The story behind the hymn

Written in 1983, this version was sung on Ascension Day 1985 at Limehouse, where Christopher Idle was rector. It was published in Psalms for Today in 1990 where the original text is completed with a doxology (stz 11). Psalm 68 is ‘a rushing cataract’ (Kidner) filled with backward glances and forward hopes. Numbers 10, Deuteronomy 33 and Judges 5 have parallel descriptions of this ‘Advent of God’; Ephesians 4:8ff is a classic NT interpretation.
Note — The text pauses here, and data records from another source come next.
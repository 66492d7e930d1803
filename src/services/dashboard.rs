//! Dashboard overview
//!
//! Gathers the numbers shown by `wedplan status` in one pass over storage.

use chrono::NaiveDateTime;
use serde::Serialize;

use crate::error::WedplanResult;
use crate::models::{TimelineTask, Wedding};
use crate::planning::{
    query_tasks, remaining_months, BudgetSummary, Countdown, GuestStats, TaskFilter, TaskStats,
    VendorStats,
};
use crate::storage::Storage;

/// How many open tasks the overview lists
pub const UPCOMING_TASK_LIMIT: usize = 5;

#[derive(Debug, Clone, Serialize)]
pub struct Overview {
    pub wedding: Wedding,
    /// Only when the date is known
    pub countdown: Option<Countdown>,
    pub months_to_go: Option<u32>,
    pub tasks: TaskStats,
    /// Earliest-due open tasks
    pub upcoming: Vec<TimelineTask>,
    pub budget: BudgetSummary,
    pub guests: GuestStats,
    pub vendors: VendorStats,
}

pub struct DashboardService<'a> {
    storage: &'a Storage,
}

impl<'a> DashboardService<'a> {
    pub fn new(storage: &'a Storage) -> Self {
        Self { storage }
    }

    pub fn overview(&self, now: NaiveDateTime) -> WedplanResult<Overview> {
        let wedding = self.storage.wedding.require()?;
        let today = now.date();

        let tasks = self.storage.tasks.get_all()?;
        let upcoming = query_tasks(&tasks, TaskFilter::Todo, "", today)
            .into_iter()
            .take(UPCOMING_TASK_LIMIT)
            .cloned()
            .collect();

        Ok(Overview {
            countdown: wedding.wedding_date.map(|d| Countdown::until(d, now)),
            months_to_go: wedding.wedding_date.map(|d| remaining_months(d, now)),
            tasks: TaskStats::from_tasks(&tasks, today),
            upcoming,
            budget: BudgetSummary::from_categories(&self.storage.budget_categories.get_all()?),
            guests: GuestStats::from_guests(&self.storage.guests.get_all()?),
            vendors: VendorStats::from_vendors(&self.storage.vendors.get_all()?),
            wedding,
        })
    }
}

#[cfg(test)]
mod tests {
    use super::*;
    use crate::config::paths::WedplanPaths;
    use crate::error::WedplanError;
    use crate::models::Money;
    use crate::services::WeddingService;
    use chrono::NaiveDate;
    use tempfile::TempDir;

    fn create_test_storage() -> (TempDir, Storage) {
        let temp_dir = TempDir::new().unwrap();
        let paths = WedplanPaths::with_base_dir(temp_dir.path().to_path_buf());
        let mut storage = Storage::new(paths).unwrap();
        storage.load_all().unwrap();
        (temp_dir, storage)
    }

    fn now() -> NaiveDateTime {
        NaiveDate::from_ymd_opt(2026, 5, 10)
            .unwrap()
            .and_hms_opt(9, 0, 0)
            .unwrap()
    }

    #[test]
    fn test_requires_wedding() {
        let (_temp_dir, storage) = create_test_storage();
        let err = DashboardService::new(&storage).overview(now()).unwrap_err();
        assert!(matches!(err, WedplanError::NotInitialized));
    }

    #[test]
    fn test_overview_after_onboarding() {
        let (_temp_dir, storage) = create_test_storage();
        let mut wedding = Wedding::new("Sarah", "Michael");
        wedding.wedding_date = NaiveDate::from_ymd_opt(2027, 6, 14);
        wedding.budget = Some(Money::from_dollars(50_000));
        WeddingService::new(&storage)
            .complete_onboarding(wedding, now())
            .unwrap();

        let overview = DashboardService::new(&storage).overview(now()).unwrap();
        assert_eq!(overview.months_to_go, Some(14));
        assert_eq!(overview.countdown.unwrap().days, 399);
        assert_eq!(overview.upcoming.len(), UPCOMING_TASK_LIMIT);
        assert_eq!(overview.budget.total_allocated, Money::from_dollars(50_000));
        assert_eq!(overview.tasks.completed, 0);
        assert_eq!(overview.guests.total, 0);
    }

    #[test]
    fn test_undated_wedding_has_no_countdown() {
        let (_temp_dir, storage) = create_test_storage();
        WeddingService::new(&storage)
            .complete_onboarding(Wedding::new("Sarah", "Michael"), now())
            .unwrap();

        let overview = DashboardService::new(&storage).overview(now()).unwrap();
        assert!(overview.countdown.is_none());
        assert!(overview.upcoming.is_empty());
    }
}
Uniquely in the Psalms, the ‘name’ is given as ‘JAH’ (‘YAH’) in v4, underscoring its Exodus theme as the same title comes in Exodus 15:2. In 1765 another Christopher, ‘Kit’ Smart, put the Psalm into 35 six-line stzs within his complete Psalter; magnificent, even patriotic, but rather too exhausting to sing. Since this Psalm was especially popular with the Reformers and their successors including the militant Huguenots (but note stz 9), Noël Tredinnick was asked to form a new tune around the opening lines of Luther’s EIN’ FESTE BURG (888). His ALL STRENGTH was composed for this text in 1999 at his base in St Paul’s Robert Adam Street in central London, and is first published here. It is, says the composer, ‘loosely based on’ Luther’s tune, ‘using snatches of the melody as appropriate.’ When the alternative SONG 46 is used (797ii), the stzs may be sung alternately, the 2nd group beginning the even-numbered stzs as the 1st singers complete theirs.

A look at the author

Idle, Christopher Martin

b Bromley, Kent 1938. Eltham Coll, St Peter’s Coll Oxford (BA, English), Clifton Theol Coll Bristol; ordained in 1965 to a Barrow-in-Furness curacy. He spent 30 years in CofE parish ministry, some in rural Suffolk, mainly in inner London (Peckham, Poplar and Limehouse). Author of over 300 hymn texts, mainly Scripture based, collected in Light upon the River (1998) and Walking by the River (2008), Trees along the River (2018), and now appearing in some 300 books and other publications; see also the dedication of EP1 (p3) to his late wife Marjorie. He served on 5 editorial groups from Psalm Praise (1973) to Praise!; his writing includes ‘Grove’ booklets Hymns in Today’s Language (1982) and Real Hymns, Real Hymn Books (2000), and The Word we preach, the words we sing (Reform, 1998). He edited the quarterly News of Hymnody for 10 years, and briefly the Bulletin of the Hymn Society, on whose committee he served at various times between 1984 and 2006; and addressed British and American Hymn Socs. Until 1996 he often exchanged draft texts with Michael Perry (qv) for mutual criticism and encouragement. From 1995 he was engaged in educational work and writing from home in Peckham, SE London, until retirement in 2003; following his return to Bromley after a gap of 40 years, he has attended Holy Trinity Ch Bromley Common and Hayes Lane Baptist Ch. Owing much to the Proclamation Trust, he also belongs to the Anglican societies Crosslinks and Reform, together with CND and the Christian pacifist Fellowship of Reconciliation. A former governor of 4 primary schools, he has also written songs for school assemblies set to familiar tunes, and (in 2004) Grandpa’s Amazing Poems and Awful Pictures. His bungalow is smoke-free, alcohol-free, car-free, gun-free and TV-free. Nos.13, 18, 21, 23A, 24B, 27B, 28, 31, 35, 36, 37, 48, 50, 68, 78, 79, 80, 81, 83, 85, 89, 92, 95, 102, 108, 109, 114, 118, 119A, 121A, 125, 128, 131, 145B, 157, 176, 177, 193*, 313*, 333, 339, 388, 392, 420, 428, 450, 451, 463, 478, 506, 514, 537, 548, 551, 572, 594, 597, 620, 621, 622, 636, 668, 669, 693, 747, 763, 819, 914, 917, 920, 945, 954, 956, 968, 976, 1003, 1012, 1084, 1098, 1138, 1151, 1158, 1159, 1178, 1179, 1181, 1201, 1203, 1204, 1205, 1209, 1210, 1211, 1212, 1221, 1227, 1236, 1237, 1244, 1247, 5017, 5018, 5019, 5020.